| WHAT YOU NEED TO DO |
In the records that follow, locate every line with "there" and extract it.

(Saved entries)
+ + +

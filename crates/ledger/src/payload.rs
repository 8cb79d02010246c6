//! Audit payload - What a published audit records

use chrono::{DateTime, Utc};
use serde::{Deserialize, Serialize};

/// Payload format version
pub const PAYLOAD_VERSION: &str = "0.1";

/// One audit decision as stored in the ledger.
///
/// Field names on the wire are short (`k`, `delta`, `recommended_k`) so that
/// existing chain files keep hashing the same way.
#[derive(Debug, Clone, PartialEq, Serialize, Deserialize)]
pub struct AuditPayload {
    pub version: String,
    #[serde(rename = "k")]
    pub threshold: i32,
    pub spd: f64,
    pub eo: f64,
    #[serde(rename = "delta")]
    pub tolerance: f64,
    #[serde(rename = "recommended_k")]
    pub recommended_threshold: i32,
    pub passed: bool,
    pub timestamp: DateTime<Utc>,
}

impl AuditPayload {
    /// New payload stamped with the current time
    pub fn new(
        threshold: i32,
        spd: f64,
        eo: f64,
        tolerance: f64,
        recommended_threshold: i32,
        passed: bool,
    ) -> Self {
        Self {
            version: PAYLOAD_VERSION.to_string(),
            threshold,
            spd,
            eo,
            tolerance,
            recommended_threshold,
            passed,
            timestamp: Utc::now(),
        }
    }

    /// Replace the timestamp (replays, fixtures)
    pub fn with_timestamp(mut self, timestamp: DateTime<Utc>) -> Self {
        self.timestamp = timestamp;
        self
    }
}
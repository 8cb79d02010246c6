//! Fairness auditor errors

use thiserror::Error;

/// Errors from the fairness auditor
#[derive(Debug, Error, Clone, PartialEq, Eq)]
pub enum FairnessError {
    #[error("Cohort '{cohort}' has {scores} scores but {labels} labels")]
    LabelLengthMismatch {
        cohort: &'static str,
        scores: usize,
        labels: usize,
    },
}

/// Result type for fairness operations
pub type FairnessResult<T> = Result<T, FairnessError>;
//! Feature extraction from a transaction list
//!
//! Each feature is a ratio in `[0, 1]` (except `pay_hist`, see below),
//! computed in full precision and rounded to two decimals on output.

use fairscore_core::{round_dp, FeatureVector, Transaction};
use std::collections::{BTreeMap, BTreeSet};

/// Feature vector used when there is no transaction history at all.
///
/// This is the cold-start baseline and must not drift.
pub const COLD_START: FeatureVector = FeatureVector {
    pay_hist: 0.7,
    utilization: 0.4,
    savings_rate: 0.2,
    cashflow_var: 0.3,
    history_len: 0.3,
    sip_regularity: 0.5,
    mandate_punctual: 0.7,
};

/// Guards ratio denominators against a zero inflow
const EPSILON: f64 = 1e-6;

/// Minimum number of distinct days before daily volatility is measured
const MIN_VOLATILITY_DAYS: usize = 5;

/// Volatility used when there are too few days to measure it
const FALLBACK_CASHFLOW_VAR: f64 = 0.3;

/// Months of history that count as a full record
const FULL_HISTORY_MONTHS: f64 = 24.0;

const LOAN_KEYWORDS: &[&str] = &["emi", "loan", "card", "creditcard", "repay"];
const SIP_KEYWORDS: &[&str] = &["sip", "mutual fund", "mf", "systematic"];
const PENALTY_KEYWORDS: &[&str] = &["reversal", "penalty", "charge", "bounce", "return"];

/// Derive the scoring features from a statement.
///
/// An empty statement yields [`COLD_START`].
///
/// `pay_hist` is `0.85 + 0.1 * (savings_rate - 0.2)` when there is any inflow.
/// It is not clamped here and the scoring engine does not clamp benefit
/// features either.
pub fn extract_features(transactions: &[Transaction]) -> FeatureVector {
    if transactions.is_empty() {
        tracing::debug!("No transactions, using cold-start features");
        return COLD_START;
    }

    let inflow: f64 = transactions.iter().map(|t| t.credit.to_f64()).sum();
    let outflow: f64 = transactions.iter().map(|t| t.debit.to_f64()).sum();

    let savings_rate = (inflow - outflow).max(0.0) / inflow.max(EPSILON);

    let loan_outflow: f64 = transactions
        .iter()
        .filter(|t| t.description_matches(LOAN_KEYWORDS))
        .map(|t| t.debit.to_f64())
        .sum();
    let utilization = (loan_outflow / inflow.max(EPSILON)).min(1.0);

    let cashflow_var = cashflow_volatility(transactions);

    let months: BTreeSet<&str> = transactions.iter().map(|t| t.month()).collect();
    let history_len = (months.len() as f64 / FULL_HISTORY_MONTHS).min(1.0);

    let sip_months: BTreeSet<&str> = transactions
        .iter()
        .filter(|t| t.description_matches(SIP_KEYWORDS))
        .map(|t| t.month())
        .collect();
    let sip_regularity = (sip_months.len() as f64 / months.len().max(1) as f64).min(1.0);

    let penalty_hits = transactions
        .iter()
        .filter(|t| t.description_matches(PENALTY_KEYWORDS))
        .count();
    let mandate_punctual = (0.9 - 0.05 * penalty_hits as f64).max(0.0);

    let pay_hist = if inflow > 0.0 {
        0.85 + 0.1 * (savings_rate - 0.2)
    } else {
        COLD_START.pay_hist
    };

    let features = FeatureVector {
        pay_hist: round_dp(pay_hist, 2),
        utilization: round_dp(utilization, 2),
        savings_rate: round_dp(savings_rate, 2),
        cashflow_var: round_dp(cashflow_var, 2),
        history_len: round_dp(history_len, 2),
        sip_regularity: round_dp(sip_regularity, 2),
        mandate_punctual: round_dp(mandate_punctual, 2),
    };

    tracing::debug!(
        transactions = transactions.len(),
        months = months.len(),
        penalty_hits,
        "Extracted features"
    );

    features
}

/// Daily net-flow volatility: population stddev of per-day net flow over
/// five times the mean absolute daily net, capped at 1.
fn cashflow_volatility(transactions: &[Transaction]) -> f64 {
    let mut daily_net: BTreeMap<&str, f64> = BTreeMap::new();
    for t in transactions {
        *daily_net.entry(t.day()).or_insert(0.0) += t.net();
    }

    if daily_net.len() < MIN_VOLATILITY_DAYS {
        return FALLBACK_CASHFLOW_VAR;
    }

    let values: Vec<f64> = daily_net.into_values().collect();
    let n = values.len() as f64;
    let mean = values.iter().sum::<f64>() / n;
    let variance = values.iter().map(|v| (v - mean).powi(2)).sum::<f64>() / n;

    let mean_abs = values.iter().map(|v| v.abs()).sum::<f64>() / n;
    let scale = if mean_abs == 0.0 { 1.0 } else { mean_abs };

    (variance.sqrt() / (scale * 5.0)).min(1.0)
}

#[cfg(test)]
mod tests {
    use super::*;
    use fairscore_core::Amount;
    use rust_decimal::Decimal;
    use rust_decimal_macros::dec;

    fn txn(date: &str, description: &str, credit: Decimal, debit: Decimal) -> Transaction {
        Transaction::new(
            date,
            description,
            Amount::new(credit).unwrap(),
            Amount::new(debit).unwrap(),
            Decimal::ZERO,
        )
    }

    fn sample_statement() -> Vec<Transaction> {
        vec![
            txn("2024-01-01", "SALARY ACME", dec!(50000), dec!(0)),
            txn("2024-01-03", "HDFC LOAN EMI", dec!(0), dec!(10000)),
            txn("2024-01-05", "SIP - Axis MF", dec!(0), dec!(5000)),
            txn("2024-02-01", "SALARY ACME", dec!(50000), dec!(0)),
            txn("2024-02-04", "Swiggy", dec!(0), dec!(1000)),
            txn("2024-02-10", "ECS BOUNCE CHARGE", dec!(0), dec!(700)),
        ]
    }

    #[test]
    fn test_empty_input_is_cold_start() {
        let features = extract_features(&[]);
        assert_eq!(features, COLD_START);
        assert_eq!(features.pay_hist, 0.7);
        assert_eq!(features.utilization, 0.4);
        assert_eq!(features.savings_rate, 0.2);
        assert_eq!(features.cashflow_var, 0.3);
        assert_eq!(features.history_len, 0.3);
        assert_eq!(features.sip_regularity, 0.5);
        assert_eq!(features.mandate_punctual, 0.7);
    }

    #[test]
    fn test_sample_statement() {
        let features = extract_features(&sample_statement());

        // inflow 100000, outflow 16700
        assert_eq!(features.savings_rate, 0.83);
        // only the EMI line is loan-ish
        assert_eq!(features.utilization, 0.1);
        assert_eq!(features.cashflow_var, 0.26);
        // 2 months of history
        assert_eq!(features.history_len, 0.08);
        // SIP seen in January only
        assert_eq!(features.sip_regularity, 0.5);
        // one bounce charge
        assert_eq!(features.mandate_punctual, 0.85);
        // 0.85 + 0.1 * (0.833 - 0.2)
        assert_eq!(features.pay_hist, 0.91);
    }

    #[test]
    fn test_few_days_uses_fallback_volatility() {
        let statement = vec![
            txn("2024-01-01", "SALARY", dec!(1000), dec!(0)),
            txn("2024-01-01 18:00", "Cafe", dec!(0), dec!(100)),
            txn("2024-01-02", "Rent", dec!(0), dec!(400)),
        ];
        let features = extract_features(&statement);
        assert_eq!(features.cashflow_var, 0.3);
    }

    #[test]
    fn test_zero_inflow() {
        let statement = vec![
            txn("2024-01-01", "Credit card repay", dec!(0), dec!(1000)),
            txn("2024-01-02", "Groceries", dec!(0), dec!(300)),
        ];
        let features = extract_features(&statement);

        assert_eq!(features.pay_hist, 0.7);
        assert_eq!(features.savings_rate, 0.0);
        // loan-ish outflow over a zero inflow saturates
        assert_eq!(features.utilization, 1.0);
    }

    #[test]
    fn test_mandate_punctual_floors_at_zero() {
        let statement: Vec<Transaction> = (1..=20)
            .map(|d| txn(&format!("2024-01-{:02}", d), "NACH RETURN", dec!(0), dec!(10)))
            .collect();
        let features = extract_features(&statement);
        assert_eq!(features.mandate_punctual, 0.0);
    }

    #[test]
    fn test_history_len_caps_at_one() {
        let statement: Vec<Transaction> = (0..30)
            .map(|i| {
                let year = 2020 + i / 12;
                let month = i % 12 + 1;
                txn(&format!("{}-{:02}-15", year, month), "Salary", dec!(100), dec!(0))
            })
            .collect();
        let features = extract_features(&statement);
        assert_eq!(features.history_len, 1.0);
    }

    #[test]
    fn test_pay_hist_not_clamped() {
        // savings rate 1.0 -> 0.85 + 0.1 * 0.8
        let statement = vec![txn("2024-01-01", "Salary", dec!(1000), dec!(0))];
        let features = extract_features(&statement);
        assert_eq!(features.savings_rate, 1.0);
        assert_eq!(features.pay_hist, 0.93);
    }
}
//! FairScore Fairness Auditor
//!
//! Compares two cohorts of scores (one per value of a protected attribute)
//! at a shared decision threshold.
//!
//! ## Key Components
//!
//! - [`metrics`] - Statistical parity and equal opportunity differences
//! - [`threshold::threshold_shift`] - Single-step threshold correction
//! - [`audit::FairnessAuditor`] - Combines both into a pass/fail verdict
//!
//! Everything here is a pure function of its inputs.

pub mod audit;
pub mod error;
pub mod metrics;
pub mod threshold;

pub use audit::{FairnessAuditResult, FairnessAuditor, LabelledCohort};
pub use error::{FairnessError, FairnessResult};
pub use metrics::{approval_rate, equal_opportunity, statistical_parity, true_positive_rate};
pub use threshold::threshold_shift;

+ + +

| ANSWER SECTION |
/// Feature vector used when there is no transaction history at all.
/// Volatility used when there are too few days to measure it
/// `pay_hist` is `0.85 + 0.1 * (savings_rate - 0.2)` when there is any inflow.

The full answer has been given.